Metro’s new blogging service Metrobloggen, which was launched on June 18, has made quite a splash in the blogosphere. The idea to pay bloggers half a cent (3 öre) per page view has lured some 2,300 bloggers to sign up in just three days, according to Dagens Media. But I get just a tad bit suspicious when the service has already closed for new sign-ups in order to expand the capacity. Who builds a system that can only handle 2,000+ users in this day of blog hysteria? I may be totally out of line here, but a more reasonable explanation could be that Metrobloggen hasn’t been able to sell enough ads on the service to finance the flood of users. In a comment to blogger Makan Amini, Mattias Nyman at Metrobloggen says that “Yes, we sell ads but we haven’t really started yet […]”. I would like to get answers to these questions to believe that there isn’t something fishy going on here.
– How many blogs was the system initally built to handle?
– What are the bottlenecks?
– Exactly what capacity is it that needs to be expanded and how long will this take?

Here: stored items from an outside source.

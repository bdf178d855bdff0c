use crate::state::{CubeLattice, Direction, FaceColor, Position};

/// The nine facelets visible on one face, as seen from outside the cube.
///
/// `cells[row][col]` runs top to bottom, left to right. Side faces are read
/// with White up; the White face with Blue up and the Yellow face with Green up.
#[derive(Debug, Clone, Copy, PartialEq, Eq, Hash)]
pub struct FaceGrid {
    pub face: FaceColor,
    pub cells: [[FaceColor; 3]; 3],
}

impl FaceGrid {
    /// Returns `true` if all nine facelets share one color.
    #[must_use]
    pub fn is_uniform(&self) -> bool {
        let first = self.cells[0][0];
        self.cells.iter().flatten().all(|&c| c == first)
    }

    #[must_use]
    pub fn row(&self, row: usize) -> [FaceColor; 3] {
        self.cells[row]
    }
}

/// Reads the visible facelets of one face.
pub struct ReadFace {
    face: FaceColor,
}

impl ReadFace {
    /// Creates a new `ReadFace` query.
    #[must_use]
    pub fn new(face: FaceColor) -> Self {
        Self { face }
    }

    /// Executes the query against `lattice`.
    #[must_use]
    pub fn execute(&self, lattice: &CubeLattice) -> FaceGrid {
        let normal = self.face.home_direction();
        let (right, up) = screen_axes(normal);
        let mut cells = [[self.face; 3]; 3];
        for (row, line) in (0i8..).zip(cells.iter_mut()) {
            for (col, cell) in (0i8..).zip(line.iter_mut()) {
                let centered = [0usize, 1, 2].map(|i| {
                    normal.unit()[i] + (col - 1) * right.unit()[i] + (1 - row) * up.unit()[i]
                });
                if let Some(position) = Position::from_centered(centered) {
                    *cell = lattice.cubie(position).facelet(normal);
                }
            }
        }
        FaceGrid {
            face: self.face,
            cells,
        }
    }
}

/// Screen-right and screen-up directions when looking at the face with `normal`.
fn screen_axes(normal: Direction) -> (Direction, Direction) {
    match normal {
        Direction::Front => (Direction::Right, Direction::Up),
        Direction::Back => (Direction::Left, Direction::Up),
        Direction::Right => (Direction::Back, Direction::Up),
        Direction::Left => (Direction::Front, Direction::Up),
        Direction::Up => (Direction::Right, Direction::Back),
        Direction::Down => (Direction::Right, Direction::Front),
    }
}

#[cfg(test)]
mod tests {
    use super::*;

    #[test]
    fn solved_faces_are_uniform() {
        let lattice = CubeLattice::new();
        for face in FaceColor::ALL {
            let grid = ReadFace::new(face).execute(&lattice);
            assert!(grid.is_uniform(), "{face}");
            assert_eq!(grid.cells[1][1], face);
        }
    }

    #[test]
    fn screen_axes_are_right_handed() {
        // right x up must point out of the face, toward the viewer.
        for d in Direction::ALL {
            let (r, u) = screen_axes(d);
            let (r, u) = (r.unit(), u.unit());
            let cross = [
                r[1] * u[2] - r[2] * u[1],
                r[2] * u[0] - r[0] * u[2],
                r[0] * u[1] - r[1] * u[0],
            ];
            assert_eq!(cross, d.unit(), "{d:?}");
        }
    }

    #[test]
    fn white_clockwise_shifts_side_rows() {
        let mut lattice = CubeLattice::new();
        lattice.rotate(FaceColor::White, true);

        let front = ReadFace::new(FaceColor::Green).execute(&lattice);
        assert_eq!(front.row(0), [FaceColor::Red; 3]);
        assert_eq!(front.row(1), [FaceColor::Green; 3]);
        assert_eq!(front.row(2), [FaceColor::Green; 3]);

        let left = ReadFace::new(FaceColor::Orange).execute(&lattice);
        assert_eq!(left.row(0), [FaceColor::Green; 3]);

        assert!(ReadFace::new(FaceColor::White).execute(&lattice).is_uniform());
        assert!(ReadFace::new(FaceColor::Yellow).execute(&lattice).is_uniform());
    }

    #[test]
    fn green_clockwise_moves_white_onto_the_right_column() {
        let mut lattice = CubeLattice::new();
        lattice.rotate(FaceColor::Green, true);

        let right = ReadFace::new(FaceColor::Red).execute(&lattice);
        // The right face is read with Back on the right, so Front is column 0.
        for row in 0..3 {
            assert_eq!(right.cells[row][0], FaceColor::White);
            assert_eq!(right.cells[row][2], FaceColor::Red);
        }
        assert!(ReadFace::new(FaceColor::Green).execute(&lattice).is_uniform());
    }
}
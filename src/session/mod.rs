use std::collections::VecDeque;

use tracing::trace;

use crate::operations::{CommandInterpreter, Move};
use crate::render::{RenderParams, SceneMesh, TessellateLattice};
use crate::state::CubeLattice;
use crate::view::{ViewControls, ViewKey, ViewParams, ViewState};

/// Owns one lattice and its camera for the lifetime of a program.
///
/// Input handlers only [`enqueue`](Session::enqueue) command tokens and
/// toggle keys; [`update`](Session::update) is the single place where the
/// lattice is mutated, so a renderer reading between updates never sees a
/// turn in progress.
#[derive(Debug, Default)]
pub struct Session {
    lattice: CubeLattice,
    interpreter: CommandInterpreter,
    pending: VecDeque<String>,
    controls: ViewControls,
    view: ViewState,
    render: RenderParams,
}

impl Session {
    #[must_use]
    pub fn new(view: ViewParams, render: RenderParams) -> Self {
        Self {
            view: ViewState::new(view),
            render,
            ..Self::default()
        }
    }

    #[must_use]
    pub fn lattice(&self) -> &CubeLattice {
        &self.lattice
    }

    #[must_use]
    pub fn view(&self) -> &ViewState {
        &self.view
    }

    #[must_use]
    pub fn controls(&self) -> &ViewControls {
        &self.controls
    }

    /// Number of tokens waiting for the next update.
    #[must_use]
    pub fn pending(&self) -> usize {
        self.pending.len()
    }

    /// Queues a command token for the next update.
    pub fn enqueue(&mut self, token: impl Into<String>) {
        self.pending.push_back(token.into());
    }

    /// Records a camera key press or release.
    pub fn set_key(&mut self, key: ViewKey, pressed: bool) {
        self.controls.set(key, pressed);
    }

    /// Applies queued commands in arrival order, then advances the camera by
    /// `elapsed` seconds. Returns the moves that were performed.
    pub fn update(&mut self, elapsed: f64) -> Vec<Move> {
        trace!(pending = self.pending.len(), "draining command queue");
        let mut applied = Vec::new();
        while let Some(token) = self.pending.pop_front() {
            if let Some(mv) = self.interpreter.execute(&mut self.lattice, &token) {
                applied.push(mv);
            }
        }
        self.view.advance(&self.controls, elapsed);
        applied
    }

    /// Tessellates the current lattice.
    #[must_use]
    pub fn scene(&self) -> SceneMesh {
        TessellateLattice::new(self.render).execute(&self.lattice)
    }
}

All in all, Metrobloggen has done a pretty bad job PR wise. Most bloggers have focused on negative aspects in the user agreement, like:
– You need to have at least 5,000 page views per month to get paid.
– Metrobloggen can introduce a maximum level that a popular blog gets paid.
– Payments are done through a MasterCard with several limitations to it.
– Bloggers aren’t allowed to publish any other (graphic) ads on their blogs.
– Bloggers give Metro permission to use anything you write and publish it without giving you compensation.
Then there was the kerfuffle with a blog that aimed to raise a million kronor for the Swedish Red Cross, but Metrobloggen closed the blog down within 13 hours. I can understand some of the rationale behind closing it down, but the blogosphere isn’t pulling its punches. Makan Amini made a video about the whole thing and posted it to YouTube where it has been viewed at least 2,000 times.
Beas tankar also noticed some striking similarities between Metrobloggen’s icons and Blogger’s icons.
What was really a very good initiative has been given a luke warm reception in part due to bad PR tactics and a desire to own and control content.